By the 16th century, that morphed into the system we'd now recognize as a grand jury: A group of people listening to a prosecutor's evidence and deciding whether to indict.

But the United Kingdom actually abolished its grand jury system in 1933. "We now send cases that are serious enough straight to jury trial," Rozenberg says. That way, both sides are able to present evidence and make their arguments, which is definitely not the case with a grand jury.

In fact, the UK exported grand juries to most of their former colonies — Canada, Australia, New Zealand — and virtually all of them have stopped using them.

"They are said to be 'putty in the hands of the prosecutor.' In other words, the prosecutor really tells them what he or she wants and they will go along with it," he says. "Or that's what we are told, because we don't really know. We can't watch grand juries at work."

That's why former New York judge Sol Wachtler once famously said that a district attorney could get a grand jury to "indict a ham sandwich." But, Rozenberg points out, "it must be even easier to get the sandwich acquitted if that is what the district attorney may actually want."

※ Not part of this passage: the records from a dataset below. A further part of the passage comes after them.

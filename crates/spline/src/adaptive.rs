use canopy_core::ScalarFn;

use crate::{
    Config, CubicSpline, Error, Extrapolate,
    refine::{Refined, Status, refine},
};

/// A cubic spline fitted to a function by error-driven refinement.
///
/// ```
/// use canopy_spline::{AdaptiveSpline, Config, Status};
///
/// let spline = AdaptiveSpline::fit(|x: f64| x.sin(), 0.0, 3.0, &Config::default())?;
/// assert_eq!(spline.status(), Status::Converged);
/// assert!((spline.eval(1.0)? - 1.0_f64.sin()).abs() < 1e-5);
/// # Ok::<(), canopy_spline::Error>(())
/// ```
#[derive(Debug, Clone, PartialEq)]
pub struct AdaptiveSpline {
    spline: CubicSpline,
    status: Status,
    max_error: f64,
}

impl AdaptiveSpline {
    /// Fits `f` over `[lo, hi]`.
    ///
    /// Hitting `max_points` is not an error: the best spline is returned with
    /// [`Status::MaxPoints`] and [`AdaptiveSpline::max_error`] reports the
    /// largest error seen in the last refinement round.
    ///
    /// # Errors
    ///
    /// Returns an error if the config is invalid, the domain is empty or not
    /// finite, or `f` returns a non-finite value.
    pub fn fit<F: ScalarFn>(mut f: F, lo: f64, hi: f64, config: &Config) -> Result<Self, Error> {
        let Refined {
            xs,
            mut ys,
            mut coefficients,
            status,
            max_error,
        } = refine(|x, out: &mut [f64]| out[0] = f.call(x), 1, lo, hi, config)?;

        let (Some(y), Some(coefficients)) = (ys.pop(), coefficients.pop()) else {
            return Err(Error::NotInitialised);
        };
        Ok(Self {
            spline: CubicSpline::from_parts(xs, y, coefficients),
            status,
            max_error,
        })
    }

    /// Replaces the extrapolation policy.
    #[must_use]
    pub fn with_extrapolate(mut self, extrapolate: Extrapolate) -> Self {
        self.spline = self.spline.with_extrapolate(extrapolate);
        self
    }

    /// Evaluates the fitted spline at `x`.
    ///
    /// # Errors
    ///
    /// Returns [`Error::OutOfDomain`] per the extrapolation policy.
    pub fn eval(&self, x: f64) -> Result<f64, Error> {
        self.spline.eval(x)
    }

    #[must_use]
    pub fn status(&self) -> Status {
        self.status
    }

    /// Largest absolute midpoint error in the final refinement round.
    #[must_use]
    pub fn max_error(&self) -> f64 {
        self.max_error
    }

    #[must_use]
    pub fn spline(&self) -> &CubicSpline {
        &self.spline
    }

    #[must_use]
    pub fn xs(&self) -> &[f64] {
        self.spline.xs()
    }

    #[must_use]
    pub fn ys(&self) -> &[f64] {
        self.spline.ys()
    }

    #[must_use]
    pub fn domain(&self) -> (f64, f64) {
        self.spline.domain()
    }

    #[must_use]
    pub fn len(&self) -> usize {
        self.spline.len()
    }

    #[must_use]
    pub fn is_empty(&self) -> bool {
        self.spline.is_empty()
    }
}

#[cfg(test)]
mod tests {
    use super::*;

    use approx::assert_abs_diff_eq;
    use canopy_core::Functor;
    use std::f64::consts::PI;

    fn grid(lo: f64, hi: f64) -> impl Iterator<Item = f64> {
        (0..=200).map(move |i| lo + (hi - lo) * f64::from(i) / 200.0)
    }

    #[test]
    fn fits_within_tolerance() {
        let config = Config::new(1e-7, 1e-7, 9, 5000).expect("valid config");
        let spline = AdaptiveSpline::fit(|x: f64| x.sin(), 0.0, 2.0 * PI, &config).expect("fit");

        assert_eq!(spline.status(), Status::Converged);
        assert!(spline.max_error() <= 2e-7);
        for x in grid(0.0, 2.0 * PI) {
            assert_abs_diff_eq!(spline.eval(x).expect("in domain"), x.sin(), epsilon = 1e-5);
        }
    }

    #[test]
    fn refits_agree() {
        let config = Config::default();
        let f = |x: f64| (-x * x).exp();
        let first = AdaptiveSpline::fit(f, -2.0, 2.0, &config).expect("fit");
        let second = AdaptiveSpline::fit(f, -2.0, 2.0, &config).expect("fit");

        assert_eq!(first.xs(), second.xs());
        for x in grid(-2.0, 2.0) {
            assert_abs_diff_eq!(
                first.eval(x).expect("in domain"),
                second.eval(x).expect("in domain"),
                epsilon = config.atol
            );
        }
    }

    #[test]
    fn cap_returns_best_effort() {
        let config = Config::new(1e-12, 1e-12, 3, 5).expect("valid config");
        let spline = AdaptiveSpline::fit(|x: f64| (10.0 * x).sin(), 0.0, 1.0, &config).expect("fit");

        assert_eq!(spline.status(), Status::MaxPoints);
        assert_eq!(spline.len(), 5);
        assert!(spline.max_error() > 1e-12);
        assert!(spline.eval(0.3).expect("in domain").is_finite());
    }

    #[test]
    fn fits_bound_methods() {
        struct Growth {
            rate: f64,
        }

        impl Growth {
            fn at(&self, t: f64) -> f64 {
                (self.rate * t).exp()
            }
        }

        let growth = Growth { rate: 0.5 };
        let spline = AdaptiveSpline::fit(Functor::new(&growth, Growth::at), 0.0, 4.0, &Config::default())
            .expect("fit");

        assert_abs_diff_eq!(spline.eval(2.5).expect("in domain"), growth.at(2.5), epsilon = 1e-4);
    }

    #[test]
    fn domain_policy_is_explicit() {
        let spline = AdaptiveSpline::fit(|x: f64| x * x, 0.0, 1.0, &Config::default()).expect("fit");

        assert!(matches!(spline.eval(1.5), Err(Error::OutOfDomain { .. })));

        let clamped = spline.with_extrapolate(Extrapolate::Clamp);
        assert_abs_diff_eq!(clamped.eval(1.5).expect("clamped"), 1.0, epsilon = 1e-12);
        assert_eq!(clamped.domain(), (0.0, 1.0));
    }

    #[test]
    fn too_few_base_samples() {
        let config = Config {
            nbase: 2,
            ..Config::default()
        };
        let err = AdaptiveSpline::fit(|x: f64| x, 0.0, 1.0, &config).expect_err("two samples");

        assert_eq!(err, Error::InsufficientSamples { needed: 3, got: 2 });
    }
}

The quote, while flippant, actually says a lot about what happened in Ferguson. Robert McCulloch, the St. Louis County attorney, cited the problem of "conflicting evidence" as a reason why Darren Wilson wasn't indicted for Michael Brown's death. But the prosecutor is the one who offers evidence to the grand jury. If the evidence he gives is inconsistent, Rozenberg says that leaves the grand jury in a pickle of sorts.

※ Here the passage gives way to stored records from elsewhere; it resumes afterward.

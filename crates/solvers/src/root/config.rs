use thiserror::Error;

/// Configuration for the bisection root finder.
#[derive(Debug, Clone, Copy, PartialEq)]
pub struct Config {
    max_iters: usize,
    x_abs_tol: f64,
    x_rel_tol: f64,
    residual_tol: f64,
}

/// Errors that can occur when validating a bisection config.
#[derive(Debug, Error, Clone, Copy, PartialEq, Eq)]
pub enum ConfigError {
    #[error("x_abs_tol must be finite and non-negative")]
    XAbs,

    #[error("x_rel_tol must be finite and non-negative")]
    XRel,

    #[error("residual_tol must be finite and non-negative")]
    Residual,
}

impl Default for Config {
    fn default() -> Self {
        Self {
            max_iters: 100,
            x_abs_tol: 1e-12,
            x_rel_tol: 1e-12,
            residual_tol: 0.0,
        }
    }
}

impl Config {
    /// Creates a new config with validated tolerances.
    ///
    /// # Errors
    ///
    /// Returns an error if any tolerance is negative or non-finite.
    pub fn new(
        max_iters: usize,
        x_abs_tol: f64,
        x_rel_tol: f64,
        residual_tol: f64,
    ) -> Result<Self, ConfigError> {
        if !x_abs_tol.is_finite() || x_abs_tol < 0.0 {
            return Err(ConfigError::XAbs);
        }
        if !x_rel_tol.is_finite() || x_rel_tol < 0.0 {
            return Err(ConfigError::XRel);
        }
        if !residual_tol.is_finite() || residual_tol < 0.0 {
            return Err(ConfigError::Residual);
        }

        Ok(Self {
            max_iters,
            x_abs_tol,
            x_rel_tol,
            residual_tol,
        })
    }

    /// Returns the maximum number of bisection iterations.
    #[must_use]
    pub fn max_iters(&self) -> usize {
        self.max_iters
    }

    /// Returns the absolute tolerance for x convergence.
    #[must_use]
    pub fn x_abs_tol(&self) -> f64 {
        self.x_abs_tol
    }

    /// Returns the relative tolerance for x convergence.
    #[must_use]
    pub fn x_rel_tol(&self) -> f64 {
        self.x_rel_tol
    }

    /// Returns the residual magnitude accepted as a root.
    #[must_use]
    pub fn residual_tol(&self) -> f64 {
        self.residual_tol
    }

    /// Returns true if a bracket of `width` around `x` is narrow enough.
    pub(super) fn x_converged(&self, x: f64, width: f64) -> bool {
        width <= self.x_abs_tol + self.x_rel_tol * x.abs()
    }
}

"You might get some witnesses who say they saw Darren Wilson, the police officer, shoot Michael Brown and he wasn't resisting arrest. Then, of course, you heard Darren Wilson himself and you hear what he says," Rozenberg says. "So this was really what we would regard as a trial, but a trial behind closed doors."

And that's what happened with the Ferguson grand jury. So if this is the case, why do we still have a grand jury system? What's the purpose of a secret procedure in a country that that televises court proceedings?

Rozenberg isn't actually sure. "Why not have everything out in the open and let both sides say, openly, in a public forum, to an ordinary jury what their arguments are — and then let an ordinary jury decide?" he asks.

A lot of people here are asking the same question.